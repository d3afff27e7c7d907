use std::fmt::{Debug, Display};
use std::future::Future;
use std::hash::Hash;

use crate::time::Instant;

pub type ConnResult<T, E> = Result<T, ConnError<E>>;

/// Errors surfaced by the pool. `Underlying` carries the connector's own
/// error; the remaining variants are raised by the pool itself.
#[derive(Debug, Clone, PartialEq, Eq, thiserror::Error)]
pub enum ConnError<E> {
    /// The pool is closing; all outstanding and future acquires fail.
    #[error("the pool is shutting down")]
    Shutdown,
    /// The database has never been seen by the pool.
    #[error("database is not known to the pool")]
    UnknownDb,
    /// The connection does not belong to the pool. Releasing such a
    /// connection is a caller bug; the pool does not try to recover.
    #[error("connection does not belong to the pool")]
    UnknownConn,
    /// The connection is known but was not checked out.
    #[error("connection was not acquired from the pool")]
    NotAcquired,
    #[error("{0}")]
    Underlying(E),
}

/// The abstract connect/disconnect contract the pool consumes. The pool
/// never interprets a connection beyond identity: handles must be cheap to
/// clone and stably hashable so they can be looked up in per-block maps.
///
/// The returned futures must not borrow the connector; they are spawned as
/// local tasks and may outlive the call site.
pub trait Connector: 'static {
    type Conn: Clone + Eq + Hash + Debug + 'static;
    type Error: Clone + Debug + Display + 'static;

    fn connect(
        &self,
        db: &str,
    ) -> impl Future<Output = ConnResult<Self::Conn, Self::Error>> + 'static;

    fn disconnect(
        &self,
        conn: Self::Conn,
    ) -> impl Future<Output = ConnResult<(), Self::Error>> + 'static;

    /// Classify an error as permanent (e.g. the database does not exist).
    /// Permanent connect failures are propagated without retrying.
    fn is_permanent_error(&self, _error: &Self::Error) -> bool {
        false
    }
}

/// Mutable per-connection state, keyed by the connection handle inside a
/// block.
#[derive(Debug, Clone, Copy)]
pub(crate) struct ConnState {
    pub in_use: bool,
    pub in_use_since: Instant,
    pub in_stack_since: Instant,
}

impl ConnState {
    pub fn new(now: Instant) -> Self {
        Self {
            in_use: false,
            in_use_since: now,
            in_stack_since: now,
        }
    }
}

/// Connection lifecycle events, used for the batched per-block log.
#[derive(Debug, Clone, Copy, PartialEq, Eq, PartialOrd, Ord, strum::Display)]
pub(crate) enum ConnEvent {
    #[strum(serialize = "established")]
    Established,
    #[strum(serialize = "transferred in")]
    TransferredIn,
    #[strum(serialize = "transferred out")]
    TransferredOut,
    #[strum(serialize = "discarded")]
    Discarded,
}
++++++++
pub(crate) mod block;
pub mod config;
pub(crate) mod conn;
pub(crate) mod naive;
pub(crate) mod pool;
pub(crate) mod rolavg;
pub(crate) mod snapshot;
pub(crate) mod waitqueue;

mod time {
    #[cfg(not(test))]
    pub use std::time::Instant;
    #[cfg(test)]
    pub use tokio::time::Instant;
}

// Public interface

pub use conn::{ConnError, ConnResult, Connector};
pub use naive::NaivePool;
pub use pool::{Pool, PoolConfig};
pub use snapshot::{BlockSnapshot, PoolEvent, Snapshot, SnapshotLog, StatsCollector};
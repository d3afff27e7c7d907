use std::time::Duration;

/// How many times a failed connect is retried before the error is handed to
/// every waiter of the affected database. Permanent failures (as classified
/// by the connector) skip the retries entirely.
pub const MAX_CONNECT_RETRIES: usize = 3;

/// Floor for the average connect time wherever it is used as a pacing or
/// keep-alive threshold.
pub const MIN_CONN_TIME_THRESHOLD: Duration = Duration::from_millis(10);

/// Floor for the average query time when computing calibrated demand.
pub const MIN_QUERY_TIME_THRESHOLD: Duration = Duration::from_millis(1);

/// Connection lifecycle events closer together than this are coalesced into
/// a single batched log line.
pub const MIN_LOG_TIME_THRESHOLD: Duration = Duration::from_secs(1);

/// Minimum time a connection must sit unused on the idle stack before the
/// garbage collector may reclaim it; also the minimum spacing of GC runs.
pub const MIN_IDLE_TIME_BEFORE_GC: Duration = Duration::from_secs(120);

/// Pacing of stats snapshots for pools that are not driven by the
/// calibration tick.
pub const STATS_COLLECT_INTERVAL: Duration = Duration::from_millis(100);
++++++++
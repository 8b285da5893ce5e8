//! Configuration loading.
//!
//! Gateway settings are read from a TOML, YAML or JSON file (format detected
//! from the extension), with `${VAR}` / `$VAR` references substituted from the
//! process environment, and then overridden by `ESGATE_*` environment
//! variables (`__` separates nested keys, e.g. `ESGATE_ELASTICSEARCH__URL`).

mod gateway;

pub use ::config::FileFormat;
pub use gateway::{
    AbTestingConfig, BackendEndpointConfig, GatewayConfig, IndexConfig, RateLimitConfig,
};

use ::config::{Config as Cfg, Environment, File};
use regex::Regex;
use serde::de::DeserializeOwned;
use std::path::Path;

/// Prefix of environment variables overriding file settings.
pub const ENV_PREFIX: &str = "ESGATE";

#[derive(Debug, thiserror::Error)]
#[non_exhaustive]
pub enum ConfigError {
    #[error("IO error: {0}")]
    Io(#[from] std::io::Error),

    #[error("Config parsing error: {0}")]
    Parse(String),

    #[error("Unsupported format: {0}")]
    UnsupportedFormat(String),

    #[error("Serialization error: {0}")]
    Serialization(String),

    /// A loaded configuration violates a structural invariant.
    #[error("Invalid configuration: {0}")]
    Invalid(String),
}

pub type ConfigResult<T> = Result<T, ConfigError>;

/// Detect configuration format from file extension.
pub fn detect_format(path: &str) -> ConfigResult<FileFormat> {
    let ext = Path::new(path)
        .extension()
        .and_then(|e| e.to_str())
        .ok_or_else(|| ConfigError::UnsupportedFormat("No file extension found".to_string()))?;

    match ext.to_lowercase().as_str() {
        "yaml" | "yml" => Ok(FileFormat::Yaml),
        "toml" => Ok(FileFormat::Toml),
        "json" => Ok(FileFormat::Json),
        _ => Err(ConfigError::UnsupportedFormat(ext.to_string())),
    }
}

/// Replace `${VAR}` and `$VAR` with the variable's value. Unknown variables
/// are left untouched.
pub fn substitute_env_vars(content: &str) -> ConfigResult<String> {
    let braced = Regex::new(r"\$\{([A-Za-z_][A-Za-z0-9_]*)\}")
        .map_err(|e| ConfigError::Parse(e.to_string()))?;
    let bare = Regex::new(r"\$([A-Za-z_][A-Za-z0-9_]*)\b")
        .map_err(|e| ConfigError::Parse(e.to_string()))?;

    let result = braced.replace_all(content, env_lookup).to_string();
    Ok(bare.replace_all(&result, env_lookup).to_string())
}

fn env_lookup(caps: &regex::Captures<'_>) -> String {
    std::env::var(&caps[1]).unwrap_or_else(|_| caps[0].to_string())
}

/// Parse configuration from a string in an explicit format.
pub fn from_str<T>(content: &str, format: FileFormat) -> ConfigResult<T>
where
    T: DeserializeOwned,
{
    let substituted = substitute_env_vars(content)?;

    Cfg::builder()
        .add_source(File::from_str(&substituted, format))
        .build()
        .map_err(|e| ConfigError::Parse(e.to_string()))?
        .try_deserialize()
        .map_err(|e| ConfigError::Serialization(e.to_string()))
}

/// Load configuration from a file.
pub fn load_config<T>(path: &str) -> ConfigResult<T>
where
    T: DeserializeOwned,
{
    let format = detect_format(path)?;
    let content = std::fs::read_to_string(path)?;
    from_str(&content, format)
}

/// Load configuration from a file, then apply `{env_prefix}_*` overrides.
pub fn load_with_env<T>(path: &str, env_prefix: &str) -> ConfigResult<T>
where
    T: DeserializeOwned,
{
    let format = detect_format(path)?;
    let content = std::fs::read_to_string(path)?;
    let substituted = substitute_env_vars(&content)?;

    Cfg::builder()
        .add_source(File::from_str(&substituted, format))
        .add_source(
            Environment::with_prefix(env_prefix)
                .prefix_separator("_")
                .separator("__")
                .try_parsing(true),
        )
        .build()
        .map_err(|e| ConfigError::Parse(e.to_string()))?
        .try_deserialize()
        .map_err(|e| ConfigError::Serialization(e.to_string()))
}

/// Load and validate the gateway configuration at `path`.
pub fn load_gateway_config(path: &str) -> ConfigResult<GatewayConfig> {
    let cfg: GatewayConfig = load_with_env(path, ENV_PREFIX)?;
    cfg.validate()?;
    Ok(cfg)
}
++++++++
[Assigned task]: Of the entries above, repeat exactly the lines from the line with "pub use std::time::Instant;" through the line with "is handed to", both of them included.

[Exercise output]:
    pub use std::time::Instant;
    #[cfg(test)]
    pub use tokio::time::Instant;
}

// Public interface

pub use conn::{ConnError, ConnResult, Connector};
pub use naive::NaivePool;
pub use pool::{Pool, PoolConfig};
pub use snapshot::{BlockSnapshot, PoolEvent, Snapshot, SnapshotLog, StatsCollector};
repository d3afff27e7c7d907
use std::time::Duration;

/// How many times a failed connect is retried before the error is handed to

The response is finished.